Kampf um Katalonien: Die EU muss endlich in Spanien vermitteln
Spaniens Krise spitzt sich massiv zu - wäre aber durch die EU lösbar. Auch wenn die Regierung in Madrid noch nicht will - Brüssel muss eingreifen! Ein Kommentar.
Vielleicht zeigt der Kampf um Katalonien noch klarer als der Streit um Flüchtlinge, Euro und Subventionen, dass die Europäische Union eines leider doch noch nicht geworden ist: eine Union. Wann, wenn nicht dieser Tage, wo, wenn nicht in Spanien, bräuchte es Brüsseler Führung? Wollten nicht viele Brüsseler Politiker sogar, dass die Mitglieder der EU – zu denen neben Staaten mittelbar immer auch Regionen gehörten – zusammenwachsen? Ja, dass aus „der EU“ die Vereinigten Staaten von Europa werden?

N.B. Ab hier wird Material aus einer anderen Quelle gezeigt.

use std::f64::consts::PI;

use super::*;
use crate::sector::{partition_circle, SceneCfg};

#[test]
fn interleave_alternates_rows() {
    let cfg = SceneCfg::default();
    let sectors = partition_circle(8, &cfg);
    let out = arrange_interleaved(&sectors, &cfg, Fit::TrueScale);
    assert_eq!(out.len(), 8);

    let upper_y = cfg.center.y - cfg.radius / 2.0;
    let lower_y = cfg.center.y + cfg.radius / 2.0;
    let upper: Vec<_> = out.iter().filter(|s| s.pos.y == upper_y).collect();
    let lower: Vec<_> = out.iter().filter(|s| s.pos.y == lower_y).collect();
    assert_eq!(upper.len(), 4);
    assert_eq!(lower.len(), 4);
    // Rows are exactly one radius apart, symmetric about the center.
    assert!((lower_y - upper_y - cfg.radius).abs() < 1e-12);

    for (i, s) in out.iter().enumerate() {
        if i % 2 == 0 {
            assert_eq!(s.pos.y, upper_y);
            assert_eq!(s.rotation, 0.0);
        } else {
            assert_eq!(s.pos.y, lower_y);
            assert_eq!(s.rotation, PI);
        }
        // Identity policy keeps the partition colors.
        assert_eq!(s.color, sectors[i].color);
    }

    // Neighbors abut at arc-length spacing; the slots sum to the
    // circumference.
    let arc = cfg.radius * sectors[0].angle;
    for w in out.windows(2) {
        assert!((w[1].pos.x - w[0].pos.x - arc).abs() < 1e-9);
    }
    assert!((arc * 8.0 - crate::circumference(cfg.radius)).abs() < 1e-9);
}

#[test]
fn interleave_is_pure() {
    let cfg = SceneCfg::default();
    let sectors = partition_circle(16, &cfg);
    let a = arrange_interleaved(&sectors, &cfg, Fit::TrueScale);
    let b = arrange_interleaved(&sectors, &cfg, Fit::TrueScale);
    assert_eq!(a, b);
}

#[test]
fn recolored_splits_by_horizontal_half() {
    let cfg = SceneCfg::default();
    let sectors = partition_circle(4, &cfg);
    let out = arrange_interleaved_recolored(&sectors, &cfg, Fit::TrueScale);

    // Quarter wedges: spacing is 150 · π/2 ≈ 235.6.
    let spacing = cfg.radius * PI / 2.0;
    assert!((out[1].pos.x - out[0].pos.x - spacing).abs() < 1e-9);

    // Left half red, right half blue; rows still alternate two up, two down.
    assert_eq!(out[0].color, "#ef4444");
    assert_eq!(out[1].color, "#ef4444");
    assert_eq!(out[2].color, "#3b82f6");
    assert_eq!(out[3].color, "#3b82f6");
    assert_eq!(out.iter().filter(|s| s.rotation == 0.0).count(), 2);
    assert_eq!(out.iter().filter(|s| s.rotation == PI).count(), 2);
}

#[test]
fn outlined_strokes_by_row() {
    let cfg = SceneCfg::default();
    let sectors = partition_circle(8, &cfg);
    let out = arrange_interleaved_outlined(&sectors, &cfg);
    for (i, s) in out.iter().enumerate() {
        assert_eq!(s.color, "white");
        let expected = if i % 2 == 0 { "#ef4444" } else { "#3b82f6" };
        assert_eq!(s.stroke, Some(expected));
    }
}

#[test]
fn screen_fit_clamps_total_width() {
    let cfg = SceneCfg::default();
    let sectors = partition_circle(8, &cfg);
    // True scale exceeds the budget at this count (arc ≈ 117.8 per slot).
    let free = measure(&arrange_interleaved(&sectors, &cfg, Fit::TrueScale));
    assert!(free.width > cfg.fit_width);
    let fit = measure(&arrange_interleaved(&sectors, &cfg, Fit::Screen));
    assert!((fit.width - cfg.fit_width).abs() < 1e-9);

    // A low count is unaffected by the clamp (two half wedges: arc ≈ 471,
    // budget-per-gap 700).
    let few = partition_circle(2, &cfg);
    let a = arrange_interleaved(&few, &cfg, Fit::TrueScale);
    let b = arrange_interleaved(&few, &cfg, Fit::Screen);
    assert_eq!(a, b);
}

#[test]
fn exact_rectangle_dimensions() {
    let cfg = SceneCfg::default();
    let sectors = partition_circle(128, &cfg);
    let colored = arrange_interleaved_outlined(&sectors, &cfg);
    let out = arrange_exact_rectangle(&colored, &cfg);
    let ext = measure(&out);

    // Height is exactly the radius; width converges to π·r from below,
    // short by exactly one slot (the origins span count−1 slots).
    let target = PI * cfg.radius;
    let slot = target / 128.0;
    assert!((ext.height - cfg.radius).abs() < 1e-12);
    assert!((ext.width - target).abs() < 2.0 * slot);

    // Odd wedges sit on the midpoints between even slots.
    assert!((out[1].pos.x - out[0].pos.x - slot).abs() < 1e-9);
    assert!((out[2].pos.x - out[0].pos.x - 2.0 * slot).abs() < 1e-9);

    // Colors and strokes from the coloring pass survive.
    for (c, o) in colored.iter().zip(&out) {
        assert_eq!(c.color, o.color);
        assert_eq!(c.stroke, o.stroke);
    }

    // The rectangle closes the derivation: (π·r) × r is the circle's area.
    assert!((target * cfg.radius - crate::circle_area(cfg.radius)).abs() < 1e-9);
}

#[test]
fn exact_rectangle_backfills_strokes() {
    let cfg = SceneCfg::default();
    let out = arrange_exact_rectangle(&partition_circle(4, &cfg), &cfg);
    assert_eq!(out[0].stroke, Some("#ef4444"));
    assert_eq!(out[1].stroke, Some("#3b82f6"));
}

#[test]
fn measure_edge_cases() {
    assert_eq!(measure(&[]), Extent::default());

    let cfg = SceneCfg::default();
    // All sectors at the circle center: zero extent.
    let stacked = partition_circle(8, &cfg);
    let ext = measure(&stacked);
    assert_eq!(ext.width, 0.0);
    assert_eq!(ext.height, 0.0);

    let spread = arrange_interleaved(&stacked, &cfg, Fit::TrueScale);
    let ext = measure(&spread);
    assert!(ext.width > 0.0);
    assert!((ext.height - cfg.radius).abs() < 1e-12);
}

#[test]
fn layouts_tolerate_empty_input() {
    let cfg = SceneCfg::default();
    assert!(arrange_interleaved(&[], &cfg, Fit::TrueScale).is_empty());
    assert!(arrange_interleaved_recolored(&[], &cfg, Fit::Screen).is_empty());
    assert!(arrange_interleaved_outlined(&[], &cfg).is_empty());
    assert!(arrange_exact_rectangle(&[], &cfg).is_empty());
}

Die Katalanen rufen nach Brüssel - dort sollte man sie hören
Die Krise in Spanien wäre da ein brisantes, aber immer noch vergleichsweise harmloses Einsatzgebiet. Erstens, und das will mit Blick auf Spaniens Geschichte etwas bedeuten, ist keine Terrortruppe aktiv, die für Kataloniens Unabhängigkeit kämpft. Madrid schickte trotzdem 4000 paramilitärische Bundespolizisten in die Region, als wollte es die Lage partout eskalieren.
Zweitens hält sich die Irrationalität in Barcelona in engen Grenzen, denn die Separatisten, so muss man es wohl sagen, betteln förmlich darum, dass Madrid mit ihnen verhandelt. Sie wollen geradezu zu Kompromissen gezwungen werden. Drittens möchten nicht nur die Zentralspanier, sondern vor allem die - erstaunlich oft sozialliberal orientierten - Katalanen unbedingt in der EU bleiben. Es bestehen folglich kaum Zweifel daran, dass sich nach etwaiger Brüsseler Vermittlung beide Seiten einigen könnten.
In Spanien wird ohnehin nach Lage vor Ort entschieden
Viertens, Spanien bietet auch intern allerlei Spielraum. Es ist in 17 „Comunidades Autónomas“, also Provinzen aufgeteilt, die nicht mit deutschen Bundesländern vergleichbar sind. Die Regionalkompetenzen werden der Lage, dem politischen Druck vor Ort angepasst – ergo: Sie fallen höchst unterschiedlich aus, was bisher nicht dazu führte, dass Spanien zerfiel.
Das führt umgehend zu Fünftens, denn ausgerechnet Spanien gelang doch schon mindestens genauso Heikles – mit dem nordspanischen Baskenland, in dem jahrzehntelang blutig um Unabhängigkeit gekämpft wurde, hatte die Zentralregierung vereinbart: kulturelle Autonomie (für Madrid harmlos, für viele Basken jedoch bedeutsam) und weitgehende Steuerselbstverwaltung (für Madrid schwieriger, für viele Basken noch bedeutsamer). Und bislang klappt es. Dies könnte also als Blaupause für die Katalanen dienen.
Will Madrid in Barcelona etwa einmarschieren?
Die EU-Spitze muss den Konflikt und die Interessen der Katalanen ernst nehmen, wenn sie in einer Rückkehr zu einem Flickenteppich kleiner Nationalstaaten nicht die Zukunft Europas sieht. Erkennt Madrid, dass die EU die zwei bis drei Millionen spanienkritischen Katalanen nicht mehr als „Separatisten“ verunglimpft, wird es Gesprächen mit Barcelona zustimmen – auch dann, wenn die Anwendung des umstrittenen Verfassungsartikels 155 die Zwangsverwaltung Kataloniens eingeleitet hat. Denn die ist auf Dauer sowieso nur Symbol, im Zweifel reichen dafür die 4000 Bundesbeamten, ja auch die Armee nicht: Oder sollen streikende Polizisten, Staatsdiener und Hafenarbeiter mit Waffengewalt zur Arbeit gezwungen werden?
Wer eine Union – also Einheit – will, sollte das gerade dann beweisen können, wenn diese zu zerreißen droht. Weil die nötigen Instrumente da sind, ist selbst nach diesem Wochenende noch Zeit. Brüssel, übernehmen Sie endlich!